use klondike_common::action::Action;
use klondike_common::board::{Board, TOTAL_TABLEAUS};

/// Picks the next bot action: a greedy, single-ply scan in fixed priority order.
///
/// Returns `None` when nothing can be moved and both stock and waste are empty,
/// which means the bot is stuck.
pub fn next_action(board: &Board) -> Option<Action> {
    if let Some(action) = foundation_move(board) {
        return Some(action);
    }
    if let Some(action) = tableau_run_move(board) {
        return Some(action);
    }
    if let Some(action) = waste_to_tableau_move(board) {
        return Some(action);
    }
    if !board.stock.is_empty() {
        return Some(Action::Draw);
    }
    if !board.waste.is_empty() {
        return Some(Action::Redeal);
    }
    None
}

/// Waste top first, then the tableau tops from left to right.
pub(crate) fn foundation_move(board: &Board) -> Option<Action> {
    if let Some(card) = board.waste.peek_top()
        && board.can_move_to_foundation(card)
    {
        return Some(Action::WasteToFoundation);
    }
    board.tableaus.iter().enumerate().find_map(|(i, tableau)| {
        let card = tableau.peek_top()?;
        (card.face_up && board.can_move_to_foundation(card)).then_some(Action::TableauToFoundation(i))
    })
}

/// Moves a whole exposed run onto the first other tableau that takes its lead card.
pub(crate) fn tableau_run_move(board: &Board) -> Option<Action> {
    for (from, tableau) in board.tableaus.iter().enumerate() {
        let Some(start) = tableau.first_face_up() else {
            continue;
        };
        let run = tableau.face_up_run();
        let lead = &run[0];
        // a King already at the base has nowhere better to go
        if lead.is_king() && start == 0 {
            continue;
        }
        let target = (0..TOTAL_TABLEAUS).find(|&to| to != from && board.can_move_to_tableau(lead, to));
        if let Some(to) = target {
            return Some(Action::TableauToTableau(from, to, run.len()));
        }
    }
    None
}

fn waste_to_tableau_move(board: &Board) -> Option<Action> {
    let card = board.waste.peek_top()?;
    (0..TOTAL_TABLEAUS)
        .find(|&to| board.can_move_to_tableau(card, to))
        .map(Action::WasteToTableau)
}

#[cfg(test)]
mod tests {
    use super::*;

    fn plan(board_str: &str) -> Option<Action> {
        next_action(&Board::parse(board_str).unwrap())
    }

    #[test]
    fn test_waste_to_foundation_first() {
        let board = "Waste: A♣\nTableau1: |A♥\nTableau2: |2♦";
        assert_eq!(plan(board), Some(Action::WasteToFoundation));
    }

    #[test]
    fn test_tableau_to_foundation_in_order() {
        let board = "Waste: 9♣\nTableau2: 5♠|A♥\nTableau4: |A♦";
        assert_eq!(plan(board), Some(Action::TableauToFoundation(1)));
    }

    #[test]
    fn test_run_move_takes_first_target() {
        let board = "Tableau1: 3♣|9♥8♠\nTableau3: |T♣\nTableau5: |T♠";
        assert_eq!(plan(board), Some(Action::TableauToTableau(0, 2, 2)));
    }

    #[test]
    fn test_king_at_base_is_not_moved() {
        let board = "Tableau1: |K♥Q♣\nTableau2:\nWaste: 5♦";
        assert_eq!(plan(board), Some(Action::Redeal));
    }

    #[test]
    fn test_king_above_hidden_cards_moves_to_empty_pile() {
        let board = "Tableau1: 2♣|K♥Q♣\nStock: 3♦";
        assert_eq!(plan(board), Some(Action::TableauToTableau(0, 1, 2)));
    }

    #[test]
    fn test_waste_to_tableau_before_drawing() {
        let board = "Stock: 2♣\nWaste: 6♥\nTableau1: |K♠\nTableau4: |7♣";
        assert_eq!(plan(board), Some(Action::WasteToTableau(3)));
    }

    #[test]
    fn test_draw_then_redeal_then_stuck() {
        assert_eq!(plan("Stock: 2♣\nWaste: 9♥"), Some(Action::Draw));
        assert_eq!(plan("Waste: 9♥"), Some(Action::Redeal));
        assert_eq!(plan("Tableau1: 4♦|9♥"), None);
    }

    #[test]
    fn test_same_board_same_action() {
        let board = Board::parse("Stock: 2♣3♥\nWaste: 8♦\nTableau1: 5♠|9♣\nTableau2: |8♥").unwrap();
        let first = next_action(&board);
        for _ in 0..10 {
            assert_eq!(next_action(&board.clone()), first);
        }
    }
}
=====
- Your objective: Find every line in the records above that contains the word "unwrap", and copy each one.

- Response area:
        next_action(&Board::parse(board_str).unwrap())
        let board = Board::parse("Stock: 2♣3♥\nWaste: 8♦\nTableau1: 5♠|9♣\nTableau2: |8♥").unwrap();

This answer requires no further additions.